DUBNER: In other words, most people think about the benefits of immunization for themselves, not for the other people they might infect.

CHEN: Well, if people are altruistic, then we would see more vaccinations occurring.

This is the part of vaccination that probably doesn’t get talked about enough. Let’s imagine that you are in the prime of your life, perfectly healthy, not vulnerable in any way to dying from influenza even if you get it. Maybe you’d miss a few days of work, but that’s not that big a deal. So why do public-health officials insist that you should get a flu shot? Because it’s not about you. It’s about the vulnerable people – and it’s about what you can do to help them.

CHEN: And this is what economists refer to as positive externality. Our actions benefit not only ourselves, but other people. But if we’re self-interested, we don’t take into account the benefits we’re creating for the rest of society, and we tend to do too little relative to what would be best from society’s perspective.

So from society’s perspective, it’d probably be good for everyone to get the flu vaccine every year. Also, maybe, to wear a mask every day, like a lot of people do in Asia:

CHEN: Well, if everybody did, that would probably cut down on incidents of the flu. But I bet you it’s going to be very difficult for this fashion to catch on because, well, you know, it might be a little troublesome for people to have to put on masks. And number two: it’s not that good-looking, right? Unless there’s a way for people to make these masks cool and fashionable, I don’t know if that’s going to catch on in this country.

DUBNER: But what if we put our best fashion designers to work making awesome masks?

CHEN: Why not? And you can have logos on these masks. Hey! Actually, why not? That could be a good way to advertise.

Until then, Frederick Chen thinks we should put to use the economist’s favorite tool: incentives. That doesn’t necessarily mean you need to pay people to get a vaccine. But it would help to lower the cost, in any way possible:

CHEN: Let me give you a personal example. My employer offers free flu shots every year. And it’s right here on campus, so it’s very easy for me to get a flu shot. Now the thing is, if we didn’t have that program, if I had to go off campus, if I had to go to some clinic, if I had to go to the hospital to try to get a flu shot, you know, that’s more troublesome.
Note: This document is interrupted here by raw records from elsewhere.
//! Error types for ringlet.
//!
//! The numeric core never fails; errors only arise bringing up the GPU and
//! the window. Startup failure there is fatal to the visual layer.

use std::fmt;

/// Errors that can occur during GPU initialization.
#[derive(Debug)]
pub enum GpuError {
    /// Failed to create a surface for rendering.
    SurfaceCreation(wgpu::CreateSurfaceError),
    /// No compatible GPU adapter found.
    NoAdapter,
    /// Failed to create GPU device.
    DeviceCreation(wgpu::RequestDeviceError),
}

impl fmt::Display for GpuError {
    fn fmt(&self, f: &mut fmt::Formatter<'_>) -> fmt::Result {
        match self {
            GpuError::SurfaceCreation(e) => write!(f, "Failed to create GPU surface: {}", e),
            GpuError::NoAdapter => write!(f, "No compatible GPU adapter found. Ensure your system has a GPU with WebGPU/Vulkan/Metal/DX12 support."),
            GpuError::DeviceCreation(e) => write!(f, "Failed to create GPU device: {}", e),
        }
    }
}

impl std::error::Error for GpuError {
    fn source(&self) -> Option<&(dyn std::error::Error + 'static)> {
        match self {
            GpuError::SurfaceCreation(e) => Some(e),
            GpuError::DeviceCreation(e) => Some(e),
            GpuError::NoAdapter => None,
        }
    }
}

impl From<wgpu::CreateSurfaceError> for GpuError {
    fn from(e: wgpu::CreateSurfaceError) -> Self {
        GpuError::SurfaceCreation(e)
    }
}

impl From<wgpu::RequestDeviceError> for GpuError {
    fn from(e: wgpu::RequestDeviceError) -> Self {
        GpuError::DeviceCreation(e)
    }
}

/// Errors that can occur running the windowed scene.
#[derive(Debug)]
pub enum EngineError {
    /// Failed to create event loop.
    EventLoop(winit::error::EventLoopError),
    /// Failed to create window.
    Window(winit::error::OsError),
    /// GPU initialization failed.
    Gpu(GpuError),
}

impl fmt::Display for EngineError {
    fn fmt(&self, f: &mut fmt::Formatter<'_>) -> fmt::Result {
        match self {
            EngineError::EventLoop(e) => write!(f, "Failed to create event loop: {}", e),
            EngineError::Window(e) => write!(f, "Failed to create window: {}", e),
            EngineError::Gpu(e) => write!(f, "GPU error: {}", e),
        }
    }
}

impl std::error::Error for EngineError {
    fn source(&self) -> Option<&(dyn std::error::Error + 'static)> {
        match self {
            EngineError::EventLoop(e) => Some(e),
            EngineError::Window(e) => Some(e),
            EngineError::Gpu(e) => Some(e),
        }
    }
}

impl From<winit::error::EventLoopError> for EngineError {
    fn from(e: winit::error::EventLoopError) -> Self {
        EngineError::EventLoop(e)
    }
}

impl From<winit::error::OsError> for EngineError {
    fn from(e: winit::error::OsError) -> Self {
        EngineError::Window(e)
    }
}

impl From<GpuError> for EngineError {
    fn from(e: GpuError) -> Self {
        EngineError::Gpu(e)
    }
}
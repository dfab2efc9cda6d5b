use std::process;
use std::time::SystemTime;

use ringlet::choreography;
use ringlet::countdown::Countdown;
use ringlet::engine::Engine;
use ringlet::page::Page;

/// January 31, 2026 16:00:00 UTC, as unix milliseconds.
const WEDDING_UNIX_MS: i64 = 1_769_875_200_000;

fn main() {
    env_logger::init();

    let seed = SystemTime::now()
        .duration_since(SystemTime::UNIX_EPOCH)
        .map(|d| d.subsec_nanos() as u64)
        .unwrap_or(42);

    let page = Page::standard();
    let mut engine = Engine::new().with_seed(seed).with_page(&page);
    choreography::install(engine.timeline_mut(), &page);

    let countdown = Countdown::new(WEDDING_UNIX_MS);

    if let Err(e) = ringlet::window::run(engine, countdown) {
        log::error!("{}", e);
        process::exit(1);
    }
}
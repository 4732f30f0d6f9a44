//! Error types for the analysis layer.

use thiserror::Error;

/// Errors from run comparison.
#[derive(Debug, Error, PartialEq, Eq)]
pub enum DriftError {
    /// Drift is relative to a baseline run, so at least two runs are needed.
    #[error("drift comparison needs at least two runs, got {count}")]
    NotEnoughRuns { count: usize },
}

/// Result type for run comparison.
pub type Result<T> = std::result::Result<T, DriftError>;
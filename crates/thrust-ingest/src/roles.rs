//! Column role detection from header names.

use thrust_model::{ColumnRole, ColumnRoleMap};

/// Maps each role to the first header containing one of its keywords.
///
/// Matching is case-insensitive substring containment. Roles are resolved
/// independently, so one header may serve several roles. Unmatched roles are
/// absent from the map.
pub fn detect_column_roles<S: AsRef<str>>(headers: &[S]) -> ColumnRoleMap {
    let lowered: Vec<String> = headers
        .iter()
        .map(|header| header.as_ref().to_lowercase())
        .collect();

    let mut roles = ColumnRoleMap::new();
    for role in ColumnRole::ALL {
        let matched = lowered.iter().position(|header| {
            role.keywords()
                .iter()
                .any(|keyword| header.contains(keyword))
        });
        if let Some(idx) = matched {
            roles.insert(role, headers[idx].as_ref());
        }
    }
    roles
}

#[cfg(test)]
mod tests {
    use super::*;

    #[test]
    fn detects_standard_headers() {
        let roles = detect_column_roles(&["Time (s)", "Thrust (N)", "Chamber Pressure", "Temp_C"]);
        assert_eq!(roles.time(), Some("Time (s)"));
        assert_eq!(roles.thrust(), Some("Thrust (N)"));
        assert_eq!(roles.get(ColumnRole::Pressure), Some("Chamber Pressure"));
        assert_eq!(roles.get(ColumnRole::Temperature), Some("Temp_C"));
    }

    #[test]
    fn first_matching_header_wins() {
        let roles = detect_column_roles(&["force_lbf", "thrust_n"]);
        assert_eq!(roles.thrust(), Some("force_lbf"));
    }

    #[test]
    fn short_keywords_match_as_substrings() {
        // "t" is a time keyword, so any header containing it qualifies.
        let roles = detect_column_roles(&["sample", "Thrust"]);
        assert_eq!(roles.time(), Some("Thrust"));
        assert_eq!(roles.thrust(), Some("Thrust"));
    }

    #[test]
    fn unmatched_roles_are_absent() {
        let roles = detect_column_roles(&["x", "y"]);
        assert!(roles.is_empty());
        let none: [&str; 0] = [];
        assert!(detect_column_roles(&none).is_empty());
    }
}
Jeff Kwong, the Canadian epidemiologist; he also likes the incentives idea:

KWONG: So like a lot of healthcare workers, you know, the incentive they have is to get a chocolate bar. And that seems to work. A lot of people will go; they’re just more for the chocolate bar. They don’t mind getting vaccinated if they’re getting a chocolate bar. I think one the problems with influenza is the perception that it’s not a big deal. And it’s true that for most people it isn’t. But they’re not in the I.C.U. seeing this previously healthy person who’s ended up in the I.C.U. now, you know, on a ventilator, or dying from influenza. So I think that, you know, the average person on the street, you know, they see what they see, which is, their co-worker coughing and sneezing and then gave them the infection I got over it after just a few days, why do I need a vaccine for that? But then the problem is that they could be giving it to their elderly parent, or their young child, or their pregnant wife. And then they’re infant is born premature as a result of the influenza infection in the pregnant wife. So that sort of thing, you know, plays out and it doesn’t make headlines, but that’s the reality that people don’t appreciate.

So maybe the big problem here is a branding problem. People hear “flu vaccine,” and they think, “Eh, the flu, that’s not such a big deal.” But what if we started calling it the “influenza vaccine”? And make some public-service announcements that exploit our self-interest, our vulnerability to fear, and that leave out all the scientific preaching and public health officials. Maybe something like this:

FAKE PUBLIC-SERVICE ANNOUNCEMENT: Get an influenza vaccine today — or you will die! Or you will kill someone else, and then you will feel like a loser for the rest of your life.